Wednesday, September 15, 2010

Ends and Beginnings

This past Sunday, Rev. Parsa introduced the theme of wholeness as a lens through which to understand the mission of church life. As fragments of divine light – fragile people thrown into a hurting world – we gather together in fellowship to repair ourselves and the world: tikkun olam.

If you were listening carefully to Rachel Naomi Remen’s rendition of the Kabalistic story of creation, you likely heard the cosmology’s underlying paradox: the end is nothing more than a return to the beginning. In effect, humanity’s task of restitution – of bringing the world back to its original state of divine omni-presence – represents the highest end, the greatest possible achievement. To reach the end of time is to arrive at its beginning.

This cyclical framework of human progress is not foreign to our Unitarian Universalist tradition. In fact, you need not look much farther than our trusty grey hymnal, Singing the Living Tradition:

What we call a beginning is often the end
And to make an end is to make a beginning.
The end is where we start from.
- T.S. Eliot (#685)

Ask yourself: what is closing in my life to make room for a new opening? What beginning must end so that I can embark on a new beginning?

I know for me, the road to First Parish was paved with endings. I had to say goodbye to the familiarity of the classroom, to the church community with which I worshipped on Sunday, to the luxury of not using a car – and to my academic scholarship! These are but a sampling of the many closings, large and small, that opened my path to ministry in Milton.

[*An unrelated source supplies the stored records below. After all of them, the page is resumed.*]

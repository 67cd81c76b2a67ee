//! drive_mirror CLI - Mirror Google Drive folders to a local directory.

use std::path::PathBuf;
use std::process::ExitCode;

use anyhow::{Context, Result};
use clap::Parser;
use tracing::{error, info};

use drive_mirror::config::{DEFAULT_LINKS_FILE, DEFAULT_MAX_DEPTH, DEFAULT_OUTPUT_DIR};
use drive_mirror::logging::{init_logging, LogOptions};
use drive_mirror::models::format_size;
use drive_mirror::{bulk_download, extract_id, Authenticator, DriveClient, MirrorConfig, RunSummary};

const SEPARATOR: &str = "────────────────────────────────────────────────────────────";

/// Bulk-download Google Drive folders, mirroring their structure locally.
#[derive(Parser)]
#[command(name = "drive_mirror")]
#[command(author, version, about, long_about = None)]
struct Cli {
    /// File with one Google Drive folder link per line.
    #[arg(long, env = "DRIVE_MIRROR_LINKS", default_value = DEFAULT_LINKS_FILE)]
    links_file: PathBuf,

    /// Directory the folders are mirrored into.
    #[arg(long, short = 'o', env = "DRIVE_MIRROR_OUTPUT", default_value = DEFAULT_OUTPUT_DIR)]
    output: PathBuf,

    /// OAuth client secrets downloaded from the Google Cloud console.
    #[arg(long, env = "DRIVE_MIRROR_CLIENT_SECRETS", default_value = "client_secrets.json")]
    client_secrets: PathBuf,

    /// Where OAuth credentials are cached between runs.
    #[arg(long, env = "DRIVE_MIRROR_CREDENTIALS", default_value = "credentials.json")]
    credentials_cache: PathBuf,

    /// Authenticate with a service account JSON key instead of OAuth.
    #[arg(long, env = "GOOGLE_APPLICATION_CREDENTIALS")]
    service_account: Option<PathBuf>,

    /// Directory for the per-run log file.
    #[arg(long, default_value = ".")]
    log_dir: PathBuf,

    /// Deepest folder level descended into below each root.
    #[arg(long, default_value_t = DEFAULT_MAX_DEPTH)]
    max_depth: usize,

    /// Do not draw a progress bar.
    #[arg(long)]
    no_progress: bool,

    /// Log at DEBUG level.
    #[arg(long)]
    debug: bool,

    /// Extra folder URLs or IDs, mirrored after those in the links file.
    folders: Vec<String>,
}

#[tokio::main]
async fn main() -> ExitCode {
    let cli = Cli::parse();

    let log_guard = match init_logging(&LogOptions {
        log_dir: cli.log_dir.clone(),
        debug: cli.debug,
        use_color: true,
    }) {
        Ok(guard) => guard,
        Err(e) => {
            eprintln!("Failed to initialize logging: {}", e);
            return ExitCode::FAILURE;
        }
    };

    // Fatal errors are reported once, through the log.
    let code = match run(cli).await {
        Ok(()) => ExitCode::SUCCESS,
        Err(e) => {
            error!("{:#}", e);
            ExitCode::FAILURE
        }
    };
    info!("Logs saved to: {}", log_guard.path().display());
    code
}

async fn run(cli: Cli) -> Result<()> {
    let auth = match &cli.service_account {
        Some(path) => Authenticator::from_service_account_file(path).with_context(|| {
            format!("Failed to load service account credentials from {:?}", path)
        })?,
        None => Authenticator::installed_app(&cli.client_secrets, &cli.credentials_cache),
    };
    auth.authenticate().await.context("Authentication failed")?;

    let mut extra_folder_ids = Vec::new();
    for folder in &cli.folders {
        let id = extract_id(folder)
            .with_context(|| format!("Invalid folder URL or ID: {}", folder))?;
        extra_folder_ids.push(id);
    }

    let config = MirrorConfig::new()
        .with_links_file(cli.links_file)
        .with_output_dir(cli.output)
        .with_extra_folder_ids(extra_folder_ids)
        .with_max_depth(cli.max_depth)
        .with_progress(!cli.no_progress);

    let client = DriveClient::new(auth);
    let summary = bulk_download(&client, &config).await?;
    print_summary(&summary);

    Ok(())
}

fn print_summary(summary: &RunSummary) {
    let report = &summary.report;

    println!("\n{SEPARATOR}");
    println!("Mirror Summary");
    println!("{SEPARATOR}");
    println!("  Root folders:      {}", summary.roots.len());
    println!(
        "  Files processed:   {}/{}",
        summary.processed, summary.total_files
    );
    println!("  Downloaded:        {}", report.downloaded());
    println!("  Exported as PDF:   {}", report.exported());
    println!("  Already present:   {}", report.skipped_existing());
    if report.unavailable() > 0 {
        println!("  Not downloadable:  {}", report.unavailable());
    }
    if report.failed() > 0 {
        println!("  Failed:            {}", report.failed());
    }
    if !report.folder_failures.is_empty() {
        println!("  Folders abandoned: {}", report.folder_failures.len());
    }
    println!("  Total written:     {}", format_size(report.bytes_written()));
    println!("{SEPARATOR}");
}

I have repeated on multiple occasions how good it is to be at First Parish. I would not change a thing. But it is important, I believe, to notice and to name the ends. Some we welcome, some we lament. Either way, we carry all of them with us. Living in awareness of and appreciation for the shadows of the past brings the light of the future into sharper relief.

Reflection for the week: The end clears space for new beginnings.